Weiter hat das Bundesgericht über die Verteilung der Rechtsgebiete auf die beiden strafrechtlichen Abteilungen entschieden1. Gewisse Verschiebungen bei den zu behandelnden Rechtsgebieten wurden sodann (ebenfalls per 1. Juli 2023) beschlossen bezüglich der Ersten öffentlich-rechtlichen Abteilung (Lausanne) und der Vierten öffentlich-rechtlichen Abteilung (Luzern)2 sowie der Dritten und der Vierten öffentlich-rechtlichen Abteilung (beide in Luzern)3.

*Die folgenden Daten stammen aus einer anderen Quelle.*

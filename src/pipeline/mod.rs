//! Request dispatch pipeline.
//!
//! # Data Flow
//! ```text
//! SiteRequest
//!     → https (insecure → 301)
//!     → auth (missing/invalid credentials → 401)
//!     → proxy (longest mount → ForwardInstruction)
//!     → static_files (file, clean URL, directory index)
//!     → redirect (first matching rule)
//!     → route (first matching wildcard fallback)
//!     → error_page (terminal, 404)
//!     → header merge on every non-gate result
//! ```
//!
//! # Design Decisions
//! - The order is the constant [`PIPELINE`]; the first stage with a result wins
//! - Stages are pure functions of (request, table, environment)
//! - A stage error becomes the error page for its status, never a fault
//! - Gate responses (301 upgrade, 401) carry no configured headers

pub mod error_page;
pub mod proxy;
pub mod redirect;
pub mod route;
pub mod static_files;

use axum::http::StatusCode;
use std::fmt;
use std::sync::Arc;

use crate::config::env::Environment;
use crate::error::SiteError;
use crate::http::request::SiteRequest;
use crate::http::response::{Outcome, SiteResponse};
use crate::routing::router::RoutingTable;
use crate::security::{auth, headers, https};

/// One step of the dispatch pipeline.
#[derive(Debug, Clone, Copy, PartialEq, Eq, Hash)]
pub enum Stage {
    Https,
    Auth,
    Proxy,
    Static,
    Redirect,
    Route,
    ErrorPage,
}

/// Stages in the order they are consulted.
pub const PIPELINE: [Stage; 7] = [
    Stage::Https,
    Stage::Auth,
    Stage::Proxy,
    Stage::Static,
    Stage::Redirect,
    Stage::Route,
    Stage::ErrorPage,
];

impl Stage {
    pub fn as_str(&self) -> &'static str {
        match self {
            Stage::Https => "https",
            Stage::Auth => "auth",
            Stage::Proxy => "proxy",
            Stage::Static => "static",
            Stage::Redirect => "redirect",
            Stage::Route => "route",
            Stage::ErrorPage => "error_page",
        }
    }

    /// Whether configured headers are merged into this stage's result.
    pub fn merges_headers(&self) -> bool {
        !matches!(self, Stage::Https | Stage::Auth)
    }
}

impl fmt::Display for Stage {
    fn fmt(&self, f: &mut fmt::Formatter<'_>) -> fmt::Result {
        f.write_str(self.as_str())
    }
}

/// The outcome of a request and the stage that produced it.
#[derive(Debug, Clone)]
pub struct Dispatched {
    pub outcome: Outcome,
    pub stage: Stage,
}

/// Runs [`PIPELINE`] against one routing table snapshot.
#[derive(Debug, Clone)]
pub struct Dispatcher {
    table: Arc<RoutingTable>,
    env: Arc<dyn Environment>,
}

impl Dispatcher {
    pub fn new(table: Arc<RoutingTable>, env: Arc<dyn Environment>) -> Self {
        Self { table, env }
    }

    pub fn table(&self) -> &RoutingTable {
        &self.table
    }

    /// Decide the response for `request`.
    pub fn dispatch(&self, request: &SiteRequest) -> Dispatched {
        for stage in PIPELINE {
            let result = match self.run(stage, request) {
                Ok(Some(outcome)) => outcome,
                Ok(None) => continue,
                Err(e) => {
                    let status = e.status();
                    tracing::warn!(stage = %stage, path = %request.path, error = %e, "Stage failed");
                    return Dispatched {
                        outcome: Outcome::Reply(self.render_error(request, status)),
                        stage,
                    };
                }
            };
            return Dispatched {
                outcome: self.finish(stage, result, request),
                stage,
            };
        }

        // Stage::ErrorPage always answers.
        Dispatched {
            outcome: Outcome::Reply(self.render_error(request, StatusCode::NOT_FOUND)),
            stage: Stage::ErrorPage,
        }
    }

    /// Answer a request whose body was over the size limit. The gates still
    /// run first; anything they let through gets 413.
    pub fn reject_oversized(&self, request: &SiteRequest) -> Dispatched {
        for stage in PIPELINE.into_iter().take_while(|s| !s.merges_headers()) {
            if let Ok(Some(outcome)) = self.run(stage, request) {
                return Dispatched { outcome, stage };
            }
        }
        Dispatched {
            outcome: Outcome::Reply(self.render_error(request, StatusCode::PAYLOAD_TOO_LARGE)),
            stage: Stage::ErrorPage,
        }
    }

    /// Error page for `status`, with configured headers merged.
    pub fn render_error(&self, request: &SiteRequest, status: StatusCode) -> SiteResponse {
        let mut resp = error_page::render(&self.table, status);
        headers::apply(&mut resp.headers, &headers::merged_headers(self.table.headers(), &request.path));
        resp.for_method(&request.method)
    }

    fn run(&self, stage: Stage, request: &SiteRequest) -> Result<Option<Outcome>, SiteError> {
        let table = self.table.as_ref();
        let env = self.env.as_ref();
        match stage {
            Stage::Https => Ok(https::check(request, table.https_only()).map(Outcome::Reply)),
            Stage::Auth => Ok(auth::check(request, table.auth(), env).map(Outcome::Reply)),
            Stage::Proxy => proxy::resolve(table, request, env),
            Stage::Static => static_files::resolve(table, request),
            Stage::Redirect => Ok(redirect::resolve(table, request, env)),
            Stage::Route => route::resolve(table, request),
            Stage::ErrorPage => Ok(Some(Outcome::Reply(error_page::render(table, StatusCode::NOT_FOUND)))),
        }
    }

    fn finish(&self, stage: Stage, outcome: Outcome, request: &SiteRequest) -> Outcome {
        if !stage.merges_headers() {
            return outcome;
        }
        let merged = headers::merged_headers(self.table.headers(), &request.path);
        match outcome {
            Outcome::Reply(mut resp) => {
                headers::apply(&mut resp.headers, &merged);
                Outcome::Reply(resp.for_method(&request.method))
            }
            Outcome::Forward(mut fwd) => {
                fwd.response_headers = merged;
                Outcome::Forward(fwd)
            }
        }
    }
}
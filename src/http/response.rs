//! Response handling and transformation.
//!
//! # Responsibilities
//! - The response record produced by the dispatcher ([`SiteResponse`])
//! - The forward instruction handed to the upstream client ([`ForwardInstruction`])
//! - Safe construction of `Location` values
//!
//! # Design Decisions
//! - Bodies are fully buffered `Bytes`; no streaming semantics
//! - `Location` never carries raw control characters: anything outside
//!   visible ASCII is percent-encoded before it becomes a header value
//! - `HEAD` responses keep their headers and drop the body at the wire

use axum::{
    body::Body,
    http::{header, HeaderMap, HeaderValue, Method, StatusCode},
    response::{IntoResponse, Response},
};
use bytes::Bytes;
use percent_encoding::{utf8_percent_encode, AsciiSet, CONTROLS};
use url::Url;

use crate::http::request::SiteRequest;

/// Bytes that must not reach a `Location` header unescaped. Non-ASCII is
/// always encoded; other visible ASCII passes through.
const LOCATION_ESCAPE: &AsciiSet = &CONTROLS.add(b' ');

/// A fully formed response.
#[derive(Debug, Clone)]
pub struct SiteResponse {
    pub status: StatusCode,
    pub headers: HeaderMap,
    pub body: Bytes,
}

impl SiteResponse {
    /// No headers, no body.
    pub fn empty(status: StatusCode) -> Self {
        Self {
            status,
            headers: HeaderMap::new(),
            body: Bytes::new(),
        }
    }

    /// A redirect to `location`, escaped for header use.
    pub fn redirect(status: StatusCode, location: &str) -> Self {
        let mut resp = Self::empty(status);
        resp.headers.insert(header::LOCATION, location_value(location));
        resp
    }

    /// A body with its content type.
    pub fn content(status: StatusCode, body: impl Into<Bytes>, content_type: &str) -> Self {
        let mut resp = Self::empty(status);
        resp.body = body.into();
        if let Ok(value) = HeaderValue::from_str(content_type) {
            resp.headers.insert(header::CONTENT_TYPE, value);
        }
        resp
    }

    /// Drop the body, keeping headers, for `HEAD`.
    pub fn for_method(mut self, method: &Method) -> Self {
        if method == Method::HEAD {
            if !self.body.is_empty() && !self.headers.contains_key(header::CONTENT_LENGTH) {
                self.headers
                    .insert(header::CONTENT_LENGTH, HeaderValue::from(self.body.len()));
            }
            self.body = Bytes::new();
        }
        self
    }

    /// The `Location` header, if any.
    pub fn location(&self) -> Option<&str> {
        self.headers
            .get(header::LOCATION)
            .and_then(|v| v.to_str().ok())
    }
}

impl IntoResponse for SiteResponse {
    fn into_response(self) -> Response {
        let mut response = Response::new(Body::from(self.body));
        *response.status_mut() = self.status;
        *response.headers_mut() = self.headers;
        response
    }
}

/// A request to be sent to an upstream origin.
#[derive(Debug, Clone)]
pub struct ForwardInstruction {
    /// Origin URL with the mount suffix and query applied.
    pub url: Url,
    pub method: Method,
    /// Request headers, hop-by-hop ones removed.
    pub headers: HeaderMap,
    pub body: Bytes,
    /// Mount prefix that matched.
    pub mount: String,
    /// Merged headers to set over whatever the origin returns.
    pub response_headers: HeaderMap,
}

/// Result of dispatching one request.
#[derive(Debug, Clone)]
pub enum Outcome {
    /// Answer directly.
    Reply(SiteResponse),
    /// Forward upstream, then apply `response_headers`.
    Forward(ForwardInstruction),
}

impl Outcome {
    pub fn status(&self) -> Option<StatusCode> {
        match self {
            Outcome::Reply(resp) => Some(resp.status),
            Outcome::Forward(_) => None,
        }
    }

    pub fn reply(&self) -> Option<&SiteResponse> {
        match self {
            Outcome::Reply(resp) => Some(resp),
            Outcome::Forward(_) => None,
        }
    }

    pub fn forward(&self) -> Option<&ForwardInstruction> {
        match self {
            Outcome::Forward(fwd) => Some(fwd),
            Outcome::Reply(_) => None,
        }
    }
}

/// Escape a location for use as a header value.
pub fn location_value(raw: &str) -> HeaderValue {
    let escaped = utf8_percent_encode(raw, LOCATION_ESCAPE).to_string();
    HeaderValue::from_str(&escaped).unwrap_or_else(|_| HeaderValue::from_static("/"))
}

/// Make a site-relative target absolute using the request's scheme and host.
///
/// The port is left out, matching the `https` upgrade.
pub fn absolute_location(request: &SiteRequest, target: &str) -> String {
    if target.starts_with('/') && !target.starts_with("//") && !request.host.is_empty() {
        format!("{}://{}{}", request.scheme, request.host, target)
    } else {
        target.to_string()
    }
}
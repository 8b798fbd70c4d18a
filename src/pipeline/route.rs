//! Route matcher: wildcard fallback to a content file.

use crate::error::SiteError;
use crate::http::request::SiteRequest;
use crate::http::response::Outcome;
use crate::pipeline::static_files::serve_relative;
use crate::routing::router::RoutingTable;
use crate::routing::rules::RulePayload;

/// Stage: Route. First matching rule in configuration order wins.
///
/// A route whose file is missing is an error (404), not a pass-through.
pub fn resolve(table: &RoutingTable, request: &SiteRequest) -> Result<Option<Outcome>, SiteError> {
    let Some(rule) = table.routes().first_match(&request.path) else {
        return Ok(None);
    };
    let RulePayload::Route { file } = &rule.payload else {
        return Ok(None);
    };
    tracing::debug!(pattern = %rule.pattern.as_str(), file = %file, "Route matched");
    serve_relative(table.root(), file).map(|r| Some(Outcome::Reply(r)))
}
//! Error page renderer.
//!
//! A configured page is served with the original status. Without one, or
//! when the page cannot be read, a small built-in HTML page is used.

use axum::http::StatusCode;

use crate::http::response::SiteResponse;
use crate::pipeline::static_files::serve_relative;
use crate::routing::router::RoutingTable;

/// Render the error response for `status`.
pub fn render(table: &RoutingTable, status: StatusCode) -> SiteResponse {
    if let Some(file) = table.error_page(status) {
        match serve_relative(table.root(), file) {
            Ok(mut page) => {
                page.status = status;
                return page;
            }
            Err(e) => {
                tracing::warn!(status = status.as_u16(), error = %e, "Error page unavailable");
            }
        }
    }
    builtin(status)
}

fn builtin(status: StatusCode) -> SiteResponse {
    let reason = status.canonical_reason().unwrap_or("Error");
    let html = format!(
        "<!DOCTYPE html>\n<html>\n<head><title>{code} {reason}</title></head>\n\
         <body>\n<h1>{code} {reason}</h1>\n</body>\n</html>\n",
        code = status.as_u16(),
    );
    SiteResponse::content(status, html, "text/html; charset=utf-8")
}

#[cfg(test)]
mod tests {
    use super::*;
    use crate::pipeline::testing::{body, fixture};

    #[test]
    fn test_configured_page_keeps_status() {
        let site = fixture(r#"{"error_pages": {"404": "404.html"}}"#, &[("404.html", "not found")]);
        let resp = render(site.table(), StatusCode::NOT_FOUND);
        assert_eq!(resp.status, StatusCode::NOT_FOUND);
        assert_eq!(body(&resp), "not found");
    }

    #[test]
    fn test_builtin_page() {
        let site = fixture("{}", &[]);
        let resp = render(site.table(), StatusCode::BAD_GATEWAY);
        assert_eq!(resp.status, StatusCode::BAD_GATEWAY);
        assert!(body(&resp).contains("502 Bad Gateway"));
    }

    #[test]
    fn test_missing_configured_page_falls_back() {
        let site = fixture(r#"{"error_page": "gone.html"}"#, &[]);
        let resp = render(site.table(), StatusCode::NOT_FOUND);
        assert_eq!(resp.status, StatusCode::NOT_FOUND);
        assert!(body(&resp).contains("404 Not Found"));
    }
}
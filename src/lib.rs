//! Configuration-driven static site server.

pub mod config;
pub mod error;
pub mod http;
pub mod lifecycle;
pub mod observability;
pub mod pipeline;
pub mod routing;
pub mod security;

pub use config::schema::{ServerConfig, SiteConfig};
pub use error::SiteError;
pub use http::HttpServer;
pub use lifecycle::Shutdown;
pub use pipeline::{Dispatcher, Stage, PIPELINE};
pub use routing::RoutingTable;
//! OS signal handling.
//!
//! SIGINT (Ctrl+C) and, on Unix, SIGTERM both trigger graceful shutdown.
//! Configuration reload is driven by the file watcher, not by SIGHUP.

use crate::lifecycle::shutdown::Shutdown;

/// Wait for a termination signal, then trigger `shutdown`.
pub async fn shutdown_on_signal(shutdown: &Shutdown) {
    let ctrl_c = async {
        if let Err(e) = tokio::signal::ctrl_c().await {
            tracing::error!(error = %e, "Failed to install Ctrl+C handler");
            std::future::pending::<()>().await;
        }
    };

    #[cfg(unix)]
    let terminate = async {
        use tokio::signal::unix::{signal, SignalKind};
        match signal(SignalKind::terminate()) {
            Ok(mut sig) => {
                sig.recv().await;
            }
            Err(e) => {
                tracing::error!(error = %e, "Failed to install SIGTERM handler");
                std::future::pending::<()>().await;
            }
        }
    };

    #[cfg(not(unix))]
    let terminate = std::future::pending::<()>();

    tokio::select! {
        _ = ctrl_c => tracing::info!(signal = "SIGINT", "Shutdown signal received"),
        _ = terminate => tracing::info!(signal = "SIGTERM", "Shutdown signal received"),
    }
    shutdown.trigger();
}
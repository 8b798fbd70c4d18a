//! Proxy router.
//!
//! The longest matching mount wins. The suffix after the mount is joined to
//! the interpolated origin with exactly one `/`, so an origin written with or
//! without a trailing slash forwards to the same upstream path.

use url::Url;

use crate::config::env::{interpolate, Environment};
use crate::error::SiteError;
use crate::http::request::SiteRequest;
use crate::http::response::{ForwardInstruction, Outcome};
use crate::routing::router::RoutingTable;
use crate::routing::rules::RulePayload;
use crate::security::headers::forwarded_headers;

/// Stage: Proxy.
pub fn resolve(
    table: &RoutingTable,
    request: &SiteRequest,
    env: &dyn Environment,
) -> Result<Option<Outcome>, SiteError> {
    let Some(rule) = table.proxies().longest_match(&request.path) else {
        return Ok(None);
    };
    let RulePayload::Proxy { origin } = &rule.payload else {
        return Ok(None);
    };

    let mount = rule.pattern.as_str();
    let suffix = &request.path[mount.len()..];
    let origin = interpolate(origin, env);
    let url = upstream_url(&origin, suffix, request.query.as_deref())?;

    tracing::debug!(mount = %mount, upstream = %url, "Proxy mount matched");
    Ok(Some(Outcome::Forward(ForwardInstruction {
        url,
        method: request.method.clone(),
        headers: forwarded_headers(request),
        body: request.body.clone(),
        mount: mount.to_string(),
        response_headers: Default::default(),
    })))
}

/// Join `origin`, `suffix` and `query` into the upstream URL.
pub fn upstream_url(origin: &str, suffix: &str, query: Option<&str>) -> Result<Url, SiteError> {
    let mut joined = format!(
        "{}/{}",
        origin.trim_end_matches('/'),
        suffix.trim_start_matches('/')
    );
    if let Some(q) = query {
        joined.push('?');
        joined.push_str(q);
    }
    Url::parse(&joined).map_err(|e| SiteError::UpstreamUnreachable {
        origin: origin.to_string(),
        reason: format!("invalid upstream URL {joined}: {e}"),
    })
}
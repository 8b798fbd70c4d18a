//! Header manipulation.
//!
//! # Responsibilities
//! - Merge configured response headers for a path
//! - Strip hop-by-hop headers from forwarded requests and upstream responses
//! - Add X-Forwarded-Host and X-Forwarded-Proto
//!
//! # Design Decisions
//! - Exact-path rules beat wildcard rules for the same header name
//! - Among wildcard rules the later one replaces the earlier one, never appends
//! - Matching is against the request path as received; a rule for
//!   `/foo.html` does not apply to its clean alias `/foo`

use axum::http::{header, HeaderMap, HeaderName, HeaderValue};

use crate::http::request::SiteRequest;
use crate::routing::rules::{RulePayload, RuleSet};

/// Connection-scoped headers that never cross the proxy.
const HOP_BY_HOP: [HeaderName; 8] = [
    header::CONNECTION,
    HeaderName::from_static("keep-alive"),
    header::TRANSFER_ENCODING,
    header::TE,
    header::TRAILER,
    header::UPGRADE,
    header::PROXY_AUTHORIZATION,
    header::PROXY_AUTHENTICATE,
];

/// Compute the headers configured for `path`.
pub fn merged_headers(rules: &RuleSet, path: &str) -> HeaderMap {
    let mut wildcard = HeaderMap::new();
    let mut exact = HeaderMap::new();

    for rule in rules.all_matches(path) {
        let RulePayload::Headers(pairs) = &rule.payload else {
            continue;
        };
        let target = if rule.pattern.is_exact() {
            &mut exact
        } else {
            &mut wildcard
        };
        for (name, value) in pairs {
            target.insert(name.clone(), value.clone());
        }
    }

    for (name, value) in exact.iter() {
        wildcard.insert(name.clone(), value.clone());
    }
    wildcard
}

/// Set every merged header on `target`, replacing existing values.
pub fn apply(target: &mut HeaderMap, merged: &HeaderMap) {
    for (name, value) in merged.iter() {
        target.insert(name.clone(), value.clone());
    }
}

/// Headers to send upstream for `request`.
pub fn forwarded_headers(request: &SiteRequest) -> HeaderMap {
    let mut headers = request.headers.clone();
    strip_hop_by_hop(&mut headers);
    headers.remove(header::HOST);
    headers.remove(header::CONTENT_LENGTH);

    if !request.host.is_empty() {
        let host = match request.port {
            Some(port) => format!("{}:{}", request.host, port),
            None => request.host.clone(),
        };
        if let Ok(value) = HeaderValue::from_str(&host) {
            headers.insert("x-forwarded-host", value);
        }
    }
    headers.insert(
        "x-forwarded-proto",
        HeaderValue::from_static(request.scheme.as_str()),
    );
    headers
}

/// Remove hop-by-hop headers, including any named by `Connection`.
pub fn strip_hop_by_hop(headers: &mut HeaderMap) {
    let listed: Vec<HeaderName> = headers
        .get_all(header::CONNECTION)
        .iter()
        .filter_map(|v| v.to_str().ok())
        .flat_map(|v| v.split(','))
        .filter_map(|name| HeaderName::from_bytes(name.trim().as_bytes()).ok())
        .collect();
    for name in listed.iter().chain(HOP_BY_HOP.iter()) {
        headers.remove(name);
    }
}

#[cfg(test)]
mod tests {
    use super::*;
    use crate::http::request::Scheme;
    use crate::routing::pattern::PathPattern;
    use crate::routing::rules::MatchRule;

    fn rule(pattern: &str, pairs: &[(&'static str, &'static str)]) -> MatchRule {
        MatchRule::new(
            PathPattern::compile(pattern).unwrap(),
            RulePayload::Headers(
                pairs
                    .iter()
                    .map(|(n, v)| (HeaderName::from_static(n), HeaderValue::from_static(v)))
                    .collect(),
            ),
        )
    }

    #[test]
    fn test_exact_beats_wildcard() {
        let rules = RuleSet::new(vec![
            rule("/foo.html", &[("x-bar", "1")]),
            rule("/**", &[("x-bar", "2")]),
        ]);
        let merged = merged_headers(&rules, "/foo.html");
        let values: Vec<_> = merged.get_all("x-bar").iter().collect();
        assert_eq!(values, vec!["1"]);
    }

    #[test]
    fn test_exact_beats_wildcard_regardless_of_order() {
        let rules = RuleSet::new(vec![
            rule("/**", &[("x-bar", "2")]),
            rule("/foo.html", &[("x-bar", "1")]),
        ]);
        assert_eq!(merged_headers(&rules, "/foo.html").get("x-bar").unwrap(), "1");
    }

    #[test]
    fn test_later_wildcard_replaces_earlier() {
        let rules = RuleSet::new(vec![
            rule("/**", &[("cache-control", "no-cache"), ("x-a", "a")]),
            rule("/assets/**", &[("cache-control", "max-age=60")]),
        ]);
        let merged = merged_headers(&rules, "/assets/app.js");
        let values: Vec<_> = merged.get_all("cache-control").iter().collect();
        assert_eq!(values, vec!["max-age=60"]);
        assert_eq!(merged.get("x-a").unwrap(), "a");
    }

    #[test]
    fn test_html_rule_not_applied_to_clean_alias() {
        let rules = RuleSet::new(vec![rule("/foo.html", &[("x-foo", "1")])]);
        assert!(merged_headers(&rules, "/foo").is_empty());
        assert!(!merged_headers(&rules, "/foo.html").is_empty());
    }

    #[test]
    fn test_merge_is_idempotent() {
        let rules = RuleSet::new(vec![rule("/**", &[("x-a", "1")])]);
        let merged = merged_headers(&rules, "/x");
        let mut target = HeaderMap::new();
        apply(&mut target, &merged);
        apply(&mut target, &merged);
        assert_eq!(target.get_all("x-a").iter().count(), 1);
    }

    #[test]
    fn test_apply_overwrites_upstream_value() {
        let mut upstream = HeaderMap::new();
        upstream.insert("x-a", HeaderValue::from_static("origin"));
        let mut merged = HeaderMap::new();
        merged.insert("x-a", HeaderValue::from_static("configured"));
        apply(&mut upstream, &merged);
        assert_eq!(upstream.get("x-a").unwrap(), "configured");
    }

    #[test]
    fn test_forwarded_headers_strip_hop_by_hop() {
        let req = SiteRequest::get("/api/x")
            .with_host("example.com:8080")
            .with_scheme(Scheme::Https)
            .with_header("host", "example.com:8080")
            .with_header("connection", "keep-alive, x-secret")
            .with_header("x-secret", "s")
            .with_header("transfer-encoding", "chunked")
            .with_header("accept", "text/html");
        let headers = forwarded_headers(&req);
        assert!(headers.get("host").is_none());
        assert!(headers.get("connection").is_none());
        assert!(headers.get("x-secret").is_none());
        assert!(headers.get("transfer-encoding").is_none());
        assert_eq!(headers.get("accept").unwrap(), "text/html");
        assert_eq!(headers.get("x-forwarded-host").unwrap(), "example.com:8080");
        assert_eq!(headers.get("x-forwarded-proto").unwrap(), "https");
    }
}
//! Observability subsystem.
//!
//! # Data Flow
//! ```text
//! All subsystems produce:
//!     → logging.rs (structured log events via tracing)
//!     → metrics.rs (counters, histograms)
//!
//! Consumers:
//!     → stdout (pretty or JSON)
//!     → Metrics endpoint (Prometheus scrape)
//! ```
//!
//! # Design Decisions
//! - Structured logging (JSON) for machine parsing
//! - Request ID (x-request-id) is set and propagated by tower-http layers
//! - Metrics are cheap (atomic increments)

pub mod logging;
pub mod metrics;
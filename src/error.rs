//! Error types shared across the server.
//!
//! Configuration errors are fatal at load time. Every other variant is a
//! per-request failure and is converted into an HTTP response by the
//! dispatcher; none of them escape as a process-level fault.

use axum::http::StatusCode;
use std::path::PathBuf;

/// Errors produced while loading configuration or serving a request.
#[derive(Debug, thiserror::Error)]
pub enum SiteError {
    /// Malformed or semantically invalid configuration.
    #[error("invalid configuration: {0}")]
    ConfigInvalid(String),

    /// The credential store could not answer a lookup.
    #[error("credential lookup failed for {path}: {reason}")]
    CredentialLookupFailed { path: PathBuf, reason: String },

    /// The proxy origin could not be reached or answered with a transport error.
    #[error("upstream {origin} unreachable: {reason}")]
    UpstreamUnreachable { origin: String, reason: String },

    /// Reading content from the site root failed.
    #[error("filesystem error on {path}: {source}")]
    FileSystem {
        path: PathBuf,
        #[source]
        source: std::io::Error,
    },

    /// A `${VAR}` placeholder had no value in the environment.
    #[error("environment variable {0} is not set")]
    InterpolationMissingVariable(String),
}

impl SiteError {
    /// HTTP status a per-request error is rendered with.
    pub fn status(&self) -> StatusCode {
        match self {
            SiteError::ConfigInvalid(_) => StatusCode::INTERNAL_SERVER_ERROR,
            SiteError::CredentialLookupFailed { .. } => StatusCode::UNAUTHORIZED,
            SiteError::UpstreamUnreachable { .. } => StatusCode::BAD_GATEWAY,
            SiteError::FileSystem { source, .. } => {
                if source.kind() == std::io::ErrorKind::NotFound {
                    StatusCode::NOT_FOUND
                } else {
                    StatusCode::INTERNAL_SERVER_ERROR
                }
            }
            // Substitution is permissive, so this never fails a request on its own.
            SiteError::InterpolationMissingVariable(_) => StatusCode::OK,
        }
    }
}
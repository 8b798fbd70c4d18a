//! Site configuration watcher for hot reload.
//!
//! Every change to `static.json` recompiles a complete [`RoutingTable`]. A
//! table is only sent once it compiled; a broken edit keeps the current one.

use notify::{Config, Event, RecommendedWatcher, RecursiveMode, Watcher};
use std::path::{Path, PathBuf};
use std::time::Duration;
use tokio::sync::mpsc;

use crate::config::loader::load_site;
use crate::error::SiteError;
use crate::routing::router::RoutingTable;

/// Load and compile the site configuration at `path`.
pub fn compile_site(path: &Path) -> Result<RoutingTable, SiteError> {
    let loaded = load_site(path)?;
    RoutingTable::compile(&loaded)
}

/// A watcher that monitors the site configuration for changes.
pub struct SiteWatcher {
    path: PathBuf,
    update_tx: mpsc::UnboundedSender<RoutingTable>,
}

impl SiteWatcher {
    /// Returns the watcher and a receiver for recompiled tables.
    pub fn new(path: &Path) -> (Self, mpsc::UnboundedReceiver<RoutingTable>) {
        let (update_tx, update_rx) = mpsc::unbounded_channel();
        (
            Self {
                path: path.to_path_buf(),
                update_tx,
            },
            update_rx,
        )
    }

    /// Start watching. The returned handle must be kept alive.
    ///
    /// The parent directory is watched so that editors which replace the
    /// file instead of writing it in place are still seen.
    pub fn run(self) -> Result<RecommendedWatcher, notify::Error> {
        let tx = self.update_tx.clone();
        let path = self.path.clone();
        let file_name = path.file_name().map(|n| n.to_os_string());

        let mut watcher = RecommendedWatcher::new(
            move |res: notify::Result<Event>| match res {
                Ok(event) => {
                    let relevant = event.kind.is_modify() || event.kind.is_create();
                    let ours = event
                        .paths
                        .iter()
                        .any(|p| p.file_name().map(|n| n.to_os_string()) == file_name);
                    if !(relevant && ours) {
                        return;
                    }
                    tracing::info!(path = %path.display(), "Site config change detected, reloading");
                    match compile_site(&path) {
                        Ok(table) => {
                            let _ = tx.send(table);
                        }
                        Err(e) => {
                            tracing::error!(error = %e, "Failed to reload site config, keeping current table");
                        }
                    }
                }
                Err(e) => tracing::error!(error = ?e, "Watch error"),
            },
            Config::default().with_poll_interval(Duration::from_secs(2)),
        )?;

        let dir = match self.path.parent() {
            Some(p) if !p.as_os_str().is_empty() => p.to_path_buf(),
            _ => PathBuf::from("."),
        };
        watcher.watch(&dir, RecursiveMode::NonRecursive)?;

        tracing::info!(path = %self.path.display(), "Site config watcher started");
        Ok(watcher)
    }
}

Auf den 1. Januar 2024 findet sodann eine Verschiebung zwischen den beiden zivilrechtlichen Abteilungen (beide in Lausanne)4 statt. Nachdem die Revision des Bundesgerichtsgesetzes 2020 im Parlament gescheitert war, beschloss das Bundesgericht, der Überlastungssituation im Rahmen des Machbaren mit eigenen Massnahmen entgegenzutreten und eine Neuorganisation seiner Abteilungen an die Hand zu nehmen. Dazu wurde im Frühjahr 2020 die Arbeitsgruppe Reform Bundesgericht ins Leben gerufen. In diesem Rahmen wurde auf Beginn 2023 das Steuer- und Abgaberecht von der Zweiten öffentlich-rechtlichen Abteilung in Lausanne zur Dritten öffentlich-rechtlichen Abteilung in Luzern verschoben. Das Parlament stimmte Ende vergangenen Jahres der vom Bundesgericht beantragten Erhöhung der Richterstellen von 38 auf 40 Stellen zu; die Erhöhung ermöglicht es dem Bundesgericht, das angestrebte Modell von acht Abteilungen zu je fünf Gerichtsmitgliedern zu verwirklichen.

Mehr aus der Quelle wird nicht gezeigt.